When studying high-speed processes, it is common before or after the acquisition of a series of high-speed, undersampled tomograms to capture a low-speed, highly sampled tomogram to help resolve details and understand the system as a whole. We will refer to these tomograms as fully sampled tomograms. Using these fully sampled datasets, it is possible then to learn important information that would allow the effective upscaling of the θ-axis in the sinograms of undersampled datasets. It is the aim of this work to use deep learning to achieve this by building and training a convolutional neural network using these fully sampled datasets, and applying the resultant model to the undersampled datasets in order to increase the number of their projections.
2.3. The datasets used in experiments
In this work we are using both real-world and synthetic datasets. The real-world datasets were captured at Diamond Light Source to observe a corrosion process on a metal test sample. This was initiated by applying a drop of salt water to the top of a 500 µm-diameter aluminium pin with magnesium deposits within it (see example images in Figs. 2 and 3). The sample is mounted on the beamline sample stage, and the salt water drop is added to the sample, starting the corrosion process. As soon as this has started, a series of high-speed tomography data collections (91 projections per collection over 180°, using a fly scan or continuous rotation methodology) were acquired capturing the corrosion process as it occurs. Once the corrosion process has finished, or slowed to a stable level, and before the sample is removed, a final scan with a much higher number of projections (3601 projections, again as a fly or continuous scan) is collected. It is at this moment that the most representive highly sampled tomogram can be captured for this particular experiment, as different layers of the sample have undergone different levels of corrosion in our case. In principle, representive highly sampled tomograms could be captured at the beginning or at both the beginning and end of the experiment. It is then possible for our method to train using the sinograms of these tomograms and then upscale the component sinograms of the 4D data collection.
This high-quality scan is important for many purposes; in this case, it is highly representative of the time series of data, as no significant changes have occurred in the sample, which is needed for the method presented here. Originally, this high-quality scan was collected so that the result of the corrosion events under study could be easily identified manually, to guide the analysis in the undersampled data which contains more noise. Similarly, other 4D datasets in the Diamond Light Source are collected along with one or more highly sampled tomograms. For the real-world datasets used in our approach these tomograms are captured at the end of the sequence, as this is when they contain features that have evolved within the tomograms of the 4D datasets. However, it is a common strategy, depending on the experiment, to collect one or more highly sampled datasets at points where the resulting tomogram will well represent the 4D dataset tomograms partially or as a whole; this could be the beginning or end of a time series. This collection strategy is not performed solely to facilitate our approach, as it is already regularly performed to assist the researcher in the post-processing of the 4D datasets. This helps our approach to have a wider application, as one or more representative tomograms will most likely be available as part of standard protocols.

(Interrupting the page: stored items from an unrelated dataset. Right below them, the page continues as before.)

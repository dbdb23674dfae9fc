// crates/watchkeeper-store-sqlite/src/lib.rs
// ============================================================================
// Module: Watchkeeper SQLite Store
// Description: Durable control store backed by SQLite WAL.
// Purpose: Persist state, events, intents, actions, feedback, bias entries,
//          capabilities, and Twitch cursors behind the core capability traits.
// Dependencies: watchkeeper-core, rusqlite, serde, serde_json, thiserror, tokio
// ============================================================================

//! ## Overview
//! One store file, one writer. All mutations pass through a mutex-guarded
//! write connection; reads run on a small round-robin pool of read-only
//! connections under WAL. Committed events fan out on a broadcast channel for
//! SSE subscribers; a lagging subscriber misses events rather than blocking
//! the writer.

/// SQLite-backed store implementation.
pub mod store;

pub use store::SqliteControlStore;
pub use store::SqliteStoreConfig;
pub use store::SqliteStoreError;
pub use store::SqliteStoreMode;
pub use store::SqliteSyncMode;
pub use store::StoreCounts;
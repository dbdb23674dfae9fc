// crates/watchkeeper-core/src/core/events.rs
// ============================================================================
// Module: Watchkeeper Event Records
// Description: Append-only event records, severities, types, and filters.
// Purpose: Capture the globally ordered audit history of the control plane.
// Dependencies: crate::core::{condition, identifiers, time}, serde, serde_json
// ============================================================================

//! ## Overview
//! Events are the append-only ground truth for everything the control plane
//! observed or decided. Records are never rewritten; the store assigns a
//! monotonically increasing sequence at append time. Correlation ids join
//! events to the incident that produced them.

// ============================================================================
// SECTION: Imports
// ============================================================================

use std::fmt;

use serde::Deserialize;
use serde::Serialize;
use serde_json::Value;

use crate::core::condition::WatchCondition;
use crate::core::identifiers::CorrelationId;
use crate::core::identifiers::EventId;
use crate::core::identifiers::IncidentId;
use crate::core::identifiers::SessionId;
use crate::core::time::UtcMillis;

// ============================================================================
// SECTION: Severity
// ============================================================================

/// Event severity levels.
///
/// # Invariants
/// - Variants are stable for serialization and filtering.
#[derive(Debug, Clone, Copy, PartialEq, Eq, PartialOrd, Ord, Serialize, Deserialize)]
#[serde(rename_all = "snake_case")]
pub enum Severity {
    /// Diagnostic detail.
    Debug,
    /// Normal operational signal.
    Info,
    /// Unexpected but recoverable condition.
    Warn,
    /// Failure requiring operator attention.
    Error,
}

impl Severity {
    /// Returns the stable wire label for the severity.
    #[must_use]
    pub const fn as_str(self) -> &'static str {
        match self {
            Self::Debug => "debug",
            Self::Info => "info",
            Self::Warn => "warn",
            Self::Error => "error",
        }
    }
}

// ============================================================================
// SECTION: Event Types
// ============================================================================

/// Closed event type tags emitted by the control plane.
///
/// # Invariants
/// - Variants are stable for serialization and log correlation.
#[derive(Debug, Clone, Copy, PartialEq, Eq, Hash, Serialize, Deserialize)]
#[serde(rename_all = "SCREAMING_SNAKE_CASE")]
pub enum EventType {
    /// A state entry materially changed value.
    StateChanged,
    /// The policy engine rendered a per-action decision.
    PolicyDecision,
    /// An approved action finished dispatch.
    ActionExecuted,
    /// An action was denied by policy or routing.
    ActionDenied,
    /// The game process started.
    EdStarted,
    /// The game process stopped.
    EdStopped,
    /// A hardware metric crossed its configured threshold.
    HardwareThreshold,
    /// The now-playing track changed.
    TrackChanged,
    /// Music playback started.
    MusicStarted,
    /// Music playback stopped.
    MusicStopped,
    /// The derived watch condition transitioned.
    WatchConditionChanged,
    /// Structured operational summary at a condition transition.
    HandoverNote,
    /// A doorbell-triggered stream event was ingested.
    TwitchEvent,
    /// A capability changed status.
    CapabilityChanged,
}

impl EventType {
    /// Returns the stable wire label for the event type.
    #[must_use]
    pub const fn as_str(self) -> &'static str {
        match self {
            Self::StateChanged => "STATE_CHANGED",
            Self::PolicyDecision => "POLICY_DECISION",
            Self::ActionExecuted => "ACTION_EXECUTED",
            Self::ActionDenied => "ACTION_DENIED",
            Self::EdStarted => "ED_STARTED",
            Self::EdStopped => "ED_STOPPED",
            Self::HardwareThreshold => "HARDWARE_THRESHOLD",
            Self::TrackChanged => "TRACK_CHANGED",
            Self::MusicStarted => "MUSIC_STARTED",
            Self::MusicStopped => "MUSIC_STOPPED",
            Self::WatchConditionChanged => "WATCH_CONDITION_CHANGED",
            Self::HandoverNote => "HANDOVER_NOTE",
            Self::TwitchEvent => "TWITCH_EVENT",
            Self::CapabilityChanged => "CAPABILITY_CHANGED",
        }
    }

    /// Parses a stable wire label into an event type.
    #[must_use]
    pub fn parse(label: &str) -> Option<Self> {
        match label {
            "STATE_CHANGED" => Some(Self::StateChanged),
            "POLICY_DECISION" => Some(Self::PolicyDecision),
            "ACTION_EXECUTED" => Some(Self::ActionExecuted),
            "ACTION_DENIED" => Some(Self::ActionDenied),
            "ED_STARTED" => Some(Self::EdStarted),
            "ED_STOPPED" => Some(Self::EdStopped),
            "HARDWARE_THRESHOLD" => Some(Self::HardwareThreshold),
            "TRACK_CHANGED" => Some(Self::TrackChanged),
            "MUSIC_STARTED" => Some(Self::MusicStarted),
            "MUSIC_STOPPED" => Some(Self::MusicStopped),
            "WATCH_CONDITION_CHANGED" => Some(Self::WatchConditionChanged),
            "HANDOVER_NOTE" => Some(Self::HandoverNote),
            "TWITCH_EVENT" => Some(Self::TwitchEvent),
            "CAPABILITY_CHANGED" => Some(Self::CapabilityChanged),
            _ => None,
        }
    }
}

impl fmt::Display for EventType {
    fn fmt(&self, f: &mut fmt::Formatter<'_>) -> fmt::Result {
        f.write_str(self.as_str())
    }
}

// ============================================================================
// SECTION: Event Records
// ============================================================================

/// Event submitted for append; the store assigns the sequence.
///
/// # Invariants
/// - `event_id` is globally unique; the store rejects duplicates.
/// - `correlation_id` equals the incident id for pipeline-emitted events.
#[derive(Debug, Clone, PartialEq, Eq, Serialize, Deserialize)]
pub struct EventDraft {
    /// Stable unique event identifier.
    pub event_id: EventId,
    /// UTC timestamp at emission.
    pub ts: UtcMillis,
    /// Event type tag.
    pub event_type: EventType,
    /// Component or adapter that emitted the event.
    pub source: String,
    /// Optional assist session identifier.
    pub session_id: Option<SessionId>,
    /// Optional correlation identifier for log joins.
    pub correlation_id: Option<CorrelationId>,
    /// Optional incident identifier.
    pub incident_id: Option<IncidentId>,
    /// Watch condition at emission.
    pub watch_condition: WatchCondition,
    /// Event severity.
    pub severity: Severity,
    /// Arbitrary JSON payload.
    pub payload: Value,
    /// Optional free-form tags.
    pub tags: Vec<String>,
}

/// Committed event record with its store-assigned sequence.
///
/// # Invariants
/// - `seq` is strictly increasing across the whole log.
#[derive(Debug, Clone, PartialEq, Eq, Serialize, Deserialize)]
pub struct EventRecord {
    /// Store-assigned monotonic sequence.
    pub seq: u64,
    /// Submitted event content.
    #[serde(flatten)]
    pub draft: EventDraft,
}

// ============================================================================
// SECTION: Filters
// ============================================================================

/// Filter for event log reads.
///
/// # Invariants
/// - `limit` of zero returns an empty page.
#[derive(Debug, Clone, Default, PartialEq, Eq, Serialize, Deserialize)]
pub struct EventFilter {
    /// Maximum number of records to return.
    pub limit: Option<u64>,
    /// Only return records with sequence strictly greater than this value.
    pub since_seq: Option<u64>,
    /// Only return records with this correlation id.
    pub correlation_id: Option<CorrelationId>,
    /// Only return records with this event type.
    pub event_type: Option<EventType>,
}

All the projections have a size of 2160 × 2560 pixels; it takes approximately 30 s for the capture of each of the undersampled tomograms in the time-series and 5 min for the final, fully sampled scan. The data are stored using the NeXuS data format (Könnecke et al., 2015) which is built upon the HDF5 format (.h5) (The HDF Group, https://www.hdfgroup.org/HDF5/), which enables the researchers at Diamond to easily process the datasets and keep a detailed history as the data are processed through various steps (Atwood et al., 2015). The real-world datasets (160 GB) are available on Zenodo (Bellos et al., 2018a). Apart from these real experimental data, it is also important to investigate our new analysis approach using synthetic data which can be generated in predictable ways. Therefore, synthetic data were created using the TomoPhantom toolbox (Kazantsev et al., 2018). The data were created through the use of simple geometric objects like cylinders and ellipsoids in an effort to simulate their real life counterparts, broadly representing the real life datasets used here [see Figs. 2(C) and 2(D)]. Because of current limitations of the TomoPhantom toolbox the size of the synthetic projections is 1080 × 1280 pixels, again having 3601 projections. The synthetic projections produced by TomoPhantom are simulated using a step-scan collection approach. Specifically, the pin is simulated via a cylinder primitive, and the droplet of salt water via an ellipsoid, cut in half. The hydrogen bubbles, a product of the corrosion in the real-world data, are simulated with randomly placed spheres of random radii (numbering three in the training synthetic dataset and four in the testing one). Additionally, the magnesium deposits in the pin are simulated with 40 randomly placed ellipsoids with random elliptic radii for each in both training and testing dataset. The noise present in the real-world data is simulated using a In the real-world data, however, temporal events occur during capture (the corrosion creates hydrogen bubbles). Such events produce abrupt changes in the sinogram [e.g. see marker 1 in Figs. 3(A) and 3(B)]. This produces an extra challenge while upscaling, as analytical interpolation methods are not able to account for this step change, compared with our method that may be able to learn from the provided data. The software to generate the noisy datasets as well as the noiseless training and testing datasets themselves can be found online (Bellos et al., 2018b).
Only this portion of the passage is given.